• EXERCISE REQUIREMENTS: When the word "order" appears in a line of the data below, list that line.

Top of SUPPLIED RECORDS

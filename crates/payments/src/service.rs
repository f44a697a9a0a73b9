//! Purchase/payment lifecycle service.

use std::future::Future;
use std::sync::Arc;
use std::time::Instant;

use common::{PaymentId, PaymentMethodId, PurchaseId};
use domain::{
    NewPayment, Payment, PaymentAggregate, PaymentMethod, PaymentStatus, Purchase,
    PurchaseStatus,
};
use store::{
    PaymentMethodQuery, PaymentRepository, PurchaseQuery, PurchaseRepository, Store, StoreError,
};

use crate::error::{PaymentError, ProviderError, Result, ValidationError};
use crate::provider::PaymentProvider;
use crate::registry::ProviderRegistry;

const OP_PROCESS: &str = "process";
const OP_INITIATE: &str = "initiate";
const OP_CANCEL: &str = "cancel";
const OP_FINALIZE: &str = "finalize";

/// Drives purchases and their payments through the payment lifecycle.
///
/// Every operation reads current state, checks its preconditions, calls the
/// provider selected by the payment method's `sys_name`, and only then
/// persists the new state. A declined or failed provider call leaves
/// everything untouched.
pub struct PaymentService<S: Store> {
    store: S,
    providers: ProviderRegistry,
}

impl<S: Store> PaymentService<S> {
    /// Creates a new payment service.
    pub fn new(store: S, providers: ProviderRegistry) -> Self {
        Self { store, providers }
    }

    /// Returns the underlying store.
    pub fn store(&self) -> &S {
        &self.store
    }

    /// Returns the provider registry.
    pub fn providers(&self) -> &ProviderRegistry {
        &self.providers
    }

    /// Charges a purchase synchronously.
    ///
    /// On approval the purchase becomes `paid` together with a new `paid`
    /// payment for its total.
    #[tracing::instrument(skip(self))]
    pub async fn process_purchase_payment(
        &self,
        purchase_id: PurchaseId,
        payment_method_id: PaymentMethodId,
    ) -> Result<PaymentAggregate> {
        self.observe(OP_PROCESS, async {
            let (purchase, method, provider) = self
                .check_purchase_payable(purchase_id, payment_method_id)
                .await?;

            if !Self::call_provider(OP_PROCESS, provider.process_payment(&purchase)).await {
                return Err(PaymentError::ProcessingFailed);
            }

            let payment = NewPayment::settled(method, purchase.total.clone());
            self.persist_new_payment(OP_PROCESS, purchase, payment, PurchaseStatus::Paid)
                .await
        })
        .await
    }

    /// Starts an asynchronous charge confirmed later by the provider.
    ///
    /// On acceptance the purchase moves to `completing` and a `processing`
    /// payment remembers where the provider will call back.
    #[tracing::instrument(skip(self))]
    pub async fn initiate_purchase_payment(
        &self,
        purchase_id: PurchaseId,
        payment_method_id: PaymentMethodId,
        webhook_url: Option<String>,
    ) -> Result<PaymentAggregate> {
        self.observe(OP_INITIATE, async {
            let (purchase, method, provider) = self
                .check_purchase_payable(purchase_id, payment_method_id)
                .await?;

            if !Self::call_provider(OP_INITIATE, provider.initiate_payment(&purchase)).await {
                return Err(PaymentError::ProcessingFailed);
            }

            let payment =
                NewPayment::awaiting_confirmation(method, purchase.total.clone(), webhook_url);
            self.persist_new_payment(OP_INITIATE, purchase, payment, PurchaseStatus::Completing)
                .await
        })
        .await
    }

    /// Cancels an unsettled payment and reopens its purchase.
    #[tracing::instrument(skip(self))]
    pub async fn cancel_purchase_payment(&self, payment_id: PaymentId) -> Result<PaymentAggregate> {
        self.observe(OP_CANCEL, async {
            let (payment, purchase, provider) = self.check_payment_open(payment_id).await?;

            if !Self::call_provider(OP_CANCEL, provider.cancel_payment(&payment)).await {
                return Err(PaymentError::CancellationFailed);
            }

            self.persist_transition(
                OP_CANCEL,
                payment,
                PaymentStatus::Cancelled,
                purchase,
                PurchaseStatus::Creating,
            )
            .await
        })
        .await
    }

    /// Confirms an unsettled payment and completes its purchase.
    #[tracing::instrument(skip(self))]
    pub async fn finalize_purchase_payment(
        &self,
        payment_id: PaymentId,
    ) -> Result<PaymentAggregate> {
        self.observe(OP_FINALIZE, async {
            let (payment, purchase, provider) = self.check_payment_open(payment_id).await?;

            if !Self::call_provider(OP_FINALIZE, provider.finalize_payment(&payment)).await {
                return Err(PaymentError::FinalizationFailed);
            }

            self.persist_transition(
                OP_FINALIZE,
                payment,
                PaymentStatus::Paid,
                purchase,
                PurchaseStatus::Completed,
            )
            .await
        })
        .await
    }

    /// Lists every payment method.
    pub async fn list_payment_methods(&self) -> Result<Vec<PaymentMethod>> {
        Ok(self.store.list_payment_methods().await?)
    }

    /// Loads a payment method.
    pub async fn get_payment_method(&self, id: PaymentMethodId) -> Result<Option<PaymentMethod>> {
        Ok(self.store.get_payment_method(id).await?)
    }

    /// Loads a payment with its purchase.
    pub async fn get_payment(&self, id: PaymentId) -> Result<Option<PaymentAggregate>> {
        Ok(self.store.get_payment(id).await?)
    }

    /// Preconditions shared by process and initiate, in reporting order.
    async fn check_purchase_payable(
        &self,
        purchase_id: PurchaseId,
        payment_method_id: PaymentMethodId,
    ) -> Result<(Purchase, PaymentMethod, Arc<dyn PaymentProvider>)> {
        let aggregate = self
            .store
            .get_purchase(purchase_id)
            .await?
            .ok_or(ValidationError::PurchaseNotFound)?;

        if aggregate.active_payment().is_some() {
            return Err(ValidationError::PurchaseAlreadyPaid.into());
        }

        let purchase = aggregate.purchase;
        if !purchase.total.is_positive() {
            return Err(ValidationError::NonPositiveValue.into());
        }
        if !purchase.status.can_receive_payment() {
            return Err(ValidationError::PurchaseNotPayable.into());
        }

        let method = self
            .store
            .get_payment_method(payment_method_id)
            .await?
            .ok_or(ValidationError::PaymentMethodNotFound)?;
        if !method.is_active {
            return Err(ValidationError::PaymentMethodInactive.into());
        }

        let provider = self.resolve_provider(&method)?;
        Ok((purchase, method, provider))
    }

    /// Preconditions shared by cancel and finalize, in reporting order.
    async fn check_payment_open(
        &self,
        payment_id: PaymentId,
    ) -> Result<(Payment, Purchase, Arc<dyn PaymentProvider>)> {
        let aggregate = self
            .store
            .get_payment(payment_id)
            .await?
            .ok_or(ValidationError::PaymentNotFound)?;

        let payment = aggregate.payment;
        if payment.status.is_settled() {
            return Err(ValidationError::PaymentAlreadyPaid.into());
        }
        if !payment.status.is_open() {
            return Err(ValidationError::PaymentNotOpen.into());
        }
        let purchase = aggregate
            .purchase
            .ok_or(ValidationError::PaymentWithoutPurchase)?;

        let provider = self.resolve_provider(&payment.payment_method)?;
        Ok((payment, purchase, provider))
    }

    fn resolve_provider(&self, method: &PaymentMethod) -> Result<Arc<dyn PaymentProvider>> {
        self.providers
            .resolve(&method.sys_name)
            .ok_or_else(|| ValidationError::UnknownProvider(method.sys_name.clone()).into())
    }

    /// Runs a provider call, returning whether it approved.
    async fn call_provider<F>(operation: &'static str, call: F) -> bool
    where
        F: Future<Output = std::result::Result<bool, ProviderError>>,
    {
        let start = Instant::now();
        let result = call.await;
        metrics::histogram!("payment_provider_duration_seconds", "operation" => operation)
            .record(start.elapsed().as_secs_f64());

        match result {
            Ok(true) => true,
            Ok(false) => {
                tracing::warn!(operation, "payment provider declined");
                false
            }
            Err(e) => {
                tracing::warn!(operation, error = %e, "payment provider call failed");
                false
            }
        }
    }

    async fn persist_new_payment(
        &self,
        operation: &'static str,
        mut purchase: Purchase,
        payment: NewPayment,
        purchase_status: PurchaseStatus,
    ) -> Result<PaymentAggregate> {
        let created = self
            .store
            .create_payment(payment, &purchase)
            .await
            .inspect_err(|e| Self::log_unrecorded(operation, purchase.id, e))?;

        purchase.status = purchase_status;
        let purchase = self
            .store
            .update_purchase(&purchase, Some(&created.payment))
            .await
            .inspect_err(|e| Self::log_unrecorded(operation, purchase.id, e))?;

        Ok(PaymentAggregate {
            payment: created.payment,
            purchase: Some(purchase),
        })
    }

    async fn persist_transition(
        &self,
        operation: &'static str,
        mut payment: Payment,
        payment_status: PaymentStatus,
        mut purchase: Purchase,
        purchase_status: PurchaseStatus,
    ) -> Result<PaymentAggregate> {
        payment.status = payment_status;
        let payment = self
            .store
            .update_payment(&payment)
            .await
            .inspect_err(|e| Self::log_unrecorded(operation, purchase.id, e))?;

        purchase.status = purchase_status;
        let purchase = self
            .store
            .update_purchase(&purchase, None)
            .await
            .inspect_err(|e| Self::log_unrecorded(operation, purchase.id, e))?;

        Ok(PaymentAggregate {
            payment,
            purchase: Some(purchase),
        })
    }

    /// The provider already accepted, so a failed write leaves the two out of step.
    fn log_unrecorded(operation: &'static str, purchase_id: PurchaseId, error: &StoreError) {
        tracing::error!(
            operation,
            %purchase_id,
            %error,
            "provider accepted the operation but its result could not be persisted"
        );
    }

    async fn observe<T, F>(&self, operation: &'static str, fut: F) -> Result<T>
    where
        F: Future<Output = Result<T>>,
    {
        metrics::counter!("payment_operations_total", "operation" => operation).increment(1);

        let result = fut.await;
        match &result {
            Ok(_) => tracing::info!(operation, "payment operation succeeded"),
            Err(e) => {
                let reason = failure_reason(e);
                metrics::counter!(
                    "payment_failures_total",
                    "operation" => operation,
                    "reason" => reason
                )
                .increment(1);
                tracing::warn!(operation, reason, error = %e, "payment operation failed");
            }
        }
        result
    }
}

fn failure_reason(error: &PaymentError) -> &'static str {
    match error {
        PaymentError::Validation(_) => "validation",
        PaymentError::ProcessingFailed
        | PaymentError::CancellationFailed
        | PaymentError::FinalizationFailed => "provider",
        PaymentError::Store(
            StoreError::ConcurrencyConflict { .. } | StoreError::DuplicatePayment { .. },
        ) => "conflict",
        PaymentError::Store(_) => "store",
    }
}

Bottom of SUPPLIED RECORDS
Top of SUPPLIED RECORDS

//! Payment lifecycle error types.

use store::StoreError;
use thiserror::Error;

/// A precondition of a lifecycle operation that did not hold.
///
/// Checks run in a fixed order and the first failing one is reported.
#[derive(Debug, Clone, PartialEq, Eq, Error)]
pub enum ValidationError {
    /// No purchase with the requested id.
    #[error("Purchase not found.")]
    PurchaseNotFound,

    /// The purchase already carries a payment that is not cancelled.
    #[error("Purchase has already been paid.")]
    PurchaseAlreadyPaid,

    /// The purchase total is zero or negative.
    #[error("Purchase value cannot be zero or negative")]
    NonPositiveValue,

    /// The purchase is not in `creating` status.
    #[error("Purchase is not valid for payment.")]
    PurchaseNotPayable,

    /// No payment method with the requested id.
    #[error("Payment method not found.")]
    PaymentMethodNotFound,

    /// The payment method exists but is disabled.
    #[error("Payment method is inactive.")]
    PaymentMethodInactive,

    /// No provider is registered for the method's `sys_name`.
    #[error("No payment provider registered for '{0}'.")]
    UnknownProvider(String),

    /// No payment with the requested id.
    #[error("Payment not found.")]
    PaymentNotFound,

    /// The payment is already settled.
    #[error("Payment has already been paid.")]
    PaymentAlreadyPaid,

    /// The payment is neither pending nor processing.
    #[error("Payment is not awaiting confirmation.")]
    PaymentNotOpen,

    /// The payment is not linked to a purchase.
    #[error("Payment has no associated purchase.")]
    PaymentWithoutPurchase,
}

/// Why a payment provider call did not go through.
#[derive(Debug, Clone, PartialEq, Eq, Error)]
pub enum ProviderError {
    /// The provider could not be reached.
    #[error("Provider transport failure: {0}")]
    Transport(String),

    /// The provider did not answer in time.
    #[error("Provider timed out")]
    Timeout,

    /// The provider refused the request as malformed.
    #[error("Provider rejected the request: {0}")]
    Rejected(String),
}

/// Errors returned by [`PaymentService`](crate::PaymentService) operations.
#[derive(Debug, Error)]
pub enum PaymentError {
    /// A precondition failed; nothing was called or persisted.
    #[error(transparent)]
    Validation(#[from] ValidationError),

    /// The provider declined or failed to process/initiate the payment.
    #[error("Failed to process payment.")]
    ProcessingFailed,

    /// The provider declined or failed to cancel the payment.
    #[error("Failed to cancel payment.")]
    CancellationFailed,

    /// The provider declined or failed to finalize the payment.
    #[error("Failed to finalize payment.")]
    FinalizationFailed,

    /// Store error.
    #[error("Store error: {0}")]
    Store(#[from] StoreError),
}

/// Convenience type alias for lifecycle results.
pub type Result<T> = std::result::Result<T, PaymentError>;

Bottom of SUPPLIED RECORDS

• RESULT FOR THIS TASK:
    /// Preconditions shared by process and initiate, in reporting order.
    /// Preconditions shared by cancel and finalize, in reporting order.
/// Checks run in a fixed order and the first failing one is reported.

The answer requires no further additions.